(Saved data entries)

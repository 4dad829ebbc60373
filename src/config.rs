//! Configuration management for automation-voice.
//!
//! Loads config from YAML files in standard locations. Every section has
//! defaults, so a missing or broken file never prevents the voice from loading.

use serde::Deserialize;
use std::path::{Path, PathBuf};
use std::time::Duration;
use tracing::{info, warn};

/// Where the relay listener is reachable.
#[derive(Debug, Clone, Deserialize)]
#[serde(default)]
pub struct RelayConfig {
    pub endpoint: PathBuf,
}

impl Default for RelayConfig {
    fn default() -> Self {
        #[cfg(windows)]
        let endpoint = PathBuf::from(r"\\.\pipe\automation_voice");
        #[cfg(not(windows))]
        let endpoint = PathBuf::from("/tmp/automation-voice/relay.sock");

        Self { endpoint }
    }
}

#[derive(Debug, Clone, Deserialize)]
#[serde(default)]
pub struct VocalizerConfig {
    /// Fixed path of the child rendering process.
    pub executable: PathBuf,
    pub poll_period_ms: u64,
    /// Capacity of the child environment block, in platform character units.
    pub env_capacity: usize,
    /// Command the `vocalizer` child pipes its words into.
    pub speech_command: Vec<String>,
    /// Directory the child is started in. Inherited when unset.
    pub working_dir: Option<PathBuf>,
}

impl VocalizerConfig {
    pub fn poll_period(&self) -> Duration {
        Duration::from_millis(self.poll_period_ms.max(1))
    }
}

impl Default for VocalizerConfig {
    fn default() -> Self {
        #[cfg(windows)]
        let executable = PathBuf::from(r"C:\Program Files\Automation Voice\vocalizer.exe");
        #[cfg(not(windows))]
        let executable = PathBuf::from("/usr/local/lib/automation-voice/vocalizer");

        Self {
            executable,
            poll_period_ms: 100,
            env_capacity: 32 * 1024,
            speech_command: vec!["espeak-ng".into()],
            working_dir: None,
        }
    }
}

#[derive(Debug, Clone, Default, Deserialize)]
#[serde(default)]
pub struct LoggingConfig {
    /// When set, a timestamped log file is written here in addition to stderr.
    pub directory: Option<PathBuf>,
}

#[derive(Debug, Clone, Default, Deserialize)]
#[serde(default)]
pub struct Config {
    pub relay: RelayConfig,
    pub vocalizer: VocalizerConfig,
    pub logging: LoggingConfig,
}

/// Name looked up in the working directory before the per-user and system files.
const LOCAL_CONFIG_NAME: &str = "automation-voice.yaml";

impl Config {
    /// Load the voice configuration, or defaults when none is usable.
    ///
    /// Without an explicit `path` the first existing file among
    /// [`search_paths`](Self::search_paths) is used. The voice must load even
    /// when its configuration is broken, so read and parse failures only warn.
    pub fn load(path: Option<&Path>) -> Self {
        let found = match path {
            Some(p) => Some(p.to_path_buf()),
            None => Self::search_paths().into_iter().find(|p| p.is_file()),
        };
        let Some(file) = found else {
            info!("No automation-voice config found; vocalizer and relay use built-in defaults");
            return Self::default();
        };

        let parsed = std::fs::read_to_string(&file)
            .map_err(|e| e.to_string())
            .and_then(|contents| Self::from_yaml(&contents).map_err(|e| e.to_string()));
        match parsed {
            Ok(config) => {
                info!(
                    "Voice config {} (relay {}, vocalizer {})",
                    file.display(),
                    config.relay.endpoint.display(),
                    config.vocalizer.executable.display()
                );
                config
            }
            Err(e) => {
                warn!("Ignoring voice config {}: {e}", file.display());
                Self::default()
            }
        }
    }

    /// Candidate files in lookup order: the working directory (where the
    /// supervisor may place a per-run file for the child), then the user's
    /// config directory, then the system-wide file.
    pub fn search_paths() -> Vec<PathBuf> {
        let mut paths = Vec::with_capacity(3);
        if let Ok(cwd) = std::env::current_dir() {
            paths.push(cwd.join(LOCAL_CONFIG_NAME));
        }
        if let Some(config_dir) = dirs::config_dir() {
            paths.push(config_dir.join("automation-voice").join("config.yaml"));
        }
        #[cfg(unix)]
        paths.push(PathBuf::from("/etc/automation-voice/config.yaml"));
        paths
    }

    pub fn from_yaml(contents: &str) -> Result<Self, serde_yml::Error> {
        serde_yml::from_str(contents)
    }
}
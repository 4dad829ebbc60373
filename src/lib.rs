//! automation-voice: the rendering core of a speech plugin.
//!
//! The host hands over one utterance at a time as a sequence of fragments.
//! Speech is relayed to an external observer and vocalized by a separate
//! child process; bookmarks are echoed back to the host as events.

pub mod bookmark;
pub mod config;
pub mod env_block;
pub mod error;
pub mod fragment;
#[cfg(unix)]
pub mod listener;
pub mod logging;
pub mod process_tree;
pub mod relay;
pub mod sequencer;
pub mod site;
pub mod supervisor;

pub use config::Config;
pub use env_block::{ChildEnvironment, WORDS_VAR};
pub use error::{EngineError, EnvBlockError, RelayError, SiteError, VocalizeError};
pub use fragment::{FragmentKind, HostFragment, TextFragment};
pub use relay::{LocalRelayClient, MessageCategory, RelayChannel, RelayMessage};
pub use sequencer::FragmentSequencer;
pub use site::{AbortSignal, BookmarkEvent, EngineSite, ACTION_ABORT, EVENT_INTEREST_BOOKMARK};
pub use supervisor::{VocalizationSupervisor, Vocalize, VocalizeOutcome};
//! Vocalization subprocess supervisor.
//!
//! Spawns the child renderer with the words in its environment, then waits on
//! it in bounded slices so the host's abort flag is seen within one poll
//! period. At most one child is alive per supervisor.

use std::io;
use std::path::{Path, PathBuf};
use std::process::{Child, Command, ExitStatus, Stdio};
use std::thread;
use std::time::{Duration, Instant};

use tracing::{debug, info, warn};

use crate::config::VocalizerConfig;
use crate::env_block::ChildEnvironment;
use crate::error::VocalizeError;
use crate::process_tree::{self, ProcessTree};
use crate::site::AbortSignal;

/// Granularity of the exit check inside one poll period.
const WAIT_SLICE: Duration = Duration::from_millis(10);

#[derive(Debug, Clone, Copy, PartialEq, Eq)]
pub enum VocalizeOutcome {
    /// The child exited on its own.
    Completed,
    /// The host aborted and the child was terminated.
    Cancelled,
}

/// Something that can render text audibly.
pub trait Vocalize {
    /// Terminate a still-running child left over from an earlier call.
    fn interrupt(&mut self);

    fn vocalize(
        &mut self,
        text: &str,
        abort: &dyn AbortSignal,
    ) -> Result<VocalizeOutcome, VocalizeError>;
}

/// Ownership of one live child and its descendants. Dropping it releases the
/// process handles without signalling anything.
#[derive(Debug)]
pub struct VocalizationHandle {
    child: Child,
    tree: Option<ProcessTree>,
}

impl VocalizationHandle {
    pub fn id(&self) -> u32 {
        self.child.id()
    }

    pub fn is_running(&mut self) -> bool {
        matches!(self.child.try_wait(), Ok(None))
    }

    /// Wait for exit for at most `timeout`. `Ok(None)` means still running.
    fn wait_timeout(&mut self, timeout: Duration) -> io::Result<Option<ExitStatus>> {
        let deadline = Instant::now() + timeout;
        loop {
            if let Some(status) = self.child.try_wait()? {
                return Ok(Some(status));
            }
            let now = Instant::now();
            if now >= deadline {
                return Ok(None);
            }
            thread::sleep(WAIT_SLICE.min(deadline - now));
        }
    }

    /// Kill the child together with anything it spawned, then reap it.
    /// Failures are logged only.
    pub fn terminate(mut self) {
        let pid = self.id();
        let tree_killed = match self.tree.as_ref().map(ProcessTree::kill) {
            Some(Ok(())) => true,
            Some(Err(e)) => {
                warn!("Failed to terminate process tree of vocalizer pid {pid}: {e}");
                false
            }
            None => false,
        };
        if !tree_killed {
            if let Err(e) = self.child.kill() {
                warn!("Failed to terminate vocalizer pid {pid}: {e}");
            }
        }
        match self.child.wait() {
            Ok(status) => debug!("Vocalizer pid {pid} terminated ({status})"),
            Err(e) => warn!("Failed to reap vocalizer pid {pid}: {e}"),
        }
    }
}

pub struct VocalizationSupervisor {
    executable: PathBuf,
    working_dir: Option<PathBuf>,
    poll_period: Duration,
    env_capacity: usize,
    active: Option<VocalizationHandle>,
}

impl VocalizationSupervisor {
    pub fn new(config: &VocalizerConfig) -> Self {
        Self {
            executable: config.executable.clone(),
            working_dir: config.working_dir.clone(),
            poll_period: config.poll_period(),
            env_capacity: config.env_capacity,
            active: None,
        }
    }

    pub fn executable(&self) -> &Path {
        &self.executable
    }

    /// Whether a child from an earlier `start` is still running.
    pub fn is_active(&mut self) -> bool {
        self.active.as_mut().is_some_and(VocalizationHandle::is_running)
    }

    /// Launch a child for `text` and return its pid.
    ///
    /// A child from an earlier call must already have been purged with
    /// [`Vocalize::interrupt`]; the fragment sequencer does this before every
    /// vocalization.
    pub fn start(&mut self, text: &str) -> Result<u32, VocalizeError> {
        let env = ChildEnvironment::from_current(text, self.env_capacity)?;

        let mut cmd = Command::new(&self.executable);
        cmd.env_clear()
            .envs(env.entries())
            .stdin(Stdio::null())
            .stdout(Stdio::null())
            .stderr(Stdio::inherit());
        if let Some(dir) = &self.working_dir {
            cmd.current_dir(dir);
        }
        process_tree::configure(&mut cmd);

        let child = cmd.spawn().map_err(|source| VocalizeError::SpawnFailed {
            executable: self.executable.clone(),
            source,
        })?;

        let pid = child.id();
        let tree = match ProcessTree::attach(&child) {
            Ok(tree) => Some(tree),
            Err(e) => {
                warn!("Vocalizer pid {pid} is not in its own process tree: {e}");
                None
            }
        };
        debug!(
            "Spawned vocalizer pid {pid} ({} chars, {} env units)",
            text.chars().count(),
            env.len()
        );
        self.active = Some(VocalizationHandle { child, tree });
        Ok(pid)
    }

    /// Wait for the active child, polling `abort` once per poll period.
    ///
    /// If waiting itself fails the child stays registered as active, so the
    /// next `interrupt` (or drop) still terminates it.
    pub fn supervise(&mut self, abort: &dyn AbortSignal) -> VocalizeOutcome {
        let Some(mut handle) = self.active.take() else {
            return VocalizeOutcome::Completed;
        };

        loop {
            match handle.wait_timeout(self.poll_period) {
                Ok(Some(status)) => {
                    if !status.success() {
                        warn!("Vocalizer pid {} exited with {status}", handle.id());
                    }
                    return VocalizeOutcome::Completed;
                }
                Ok(None) => {
                    if abort.abort_requested() {
                        info!("Abort requested, terminating vocalizer pid {}", handle.id());
                        handle.terminate();
                        return VocalizeOutcome::Cancelled;
                    }
                }
                Err(e) => {
                    warn!("Failed waiting on vocalizer pid {}: {e}", handle.id());
                    self.active = Some(handle);
                    return VocalizeOutcome::Completed;
                }
            }
        }
    }
}

impl Vocalize for VocalizationSupervisor {
    fn interrupt(&mut self) {
        if let Some(handle) = self.active.take() {
            info!("Interrupting previous vocalizer pid {}", handle.id());
            handle.terminate();
        }
    }

    fn vocalize(
        &mut self,
        text: &str,
        abort: &dyn AbortSignal,
    ) -> Result<VocalizeOutcome, VocalizeError> {
        self.start(text)?;
        Ok(self.supervise(abort))
    }
}

impl Drop for VocalizationSupervisor {
    fn drop(&mut self) {
        self.interrupt();
    }
}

◆ Exercise instructions: Would you print, exactly as written, every line above from the one holding "by a separate" through the one holding "pub use config::Config;", with both included and no other lines?

◆ Finished task:
//! Speech is relayed to an external observer and vocalized by a separate
//! child process; bookmarks are echoed back to the host as events.

pub mod bookmark;
pub mod config;
pub mod env_block;
pub mod error;
pub mod fragment;
#[cfg(unix)]
pub mod listener;
pub mod logging;
pub mod process_tree;
pub mod relay;
pub mod sequencer;
pub mod site;
pub mod supervisor;

pub use config::Config;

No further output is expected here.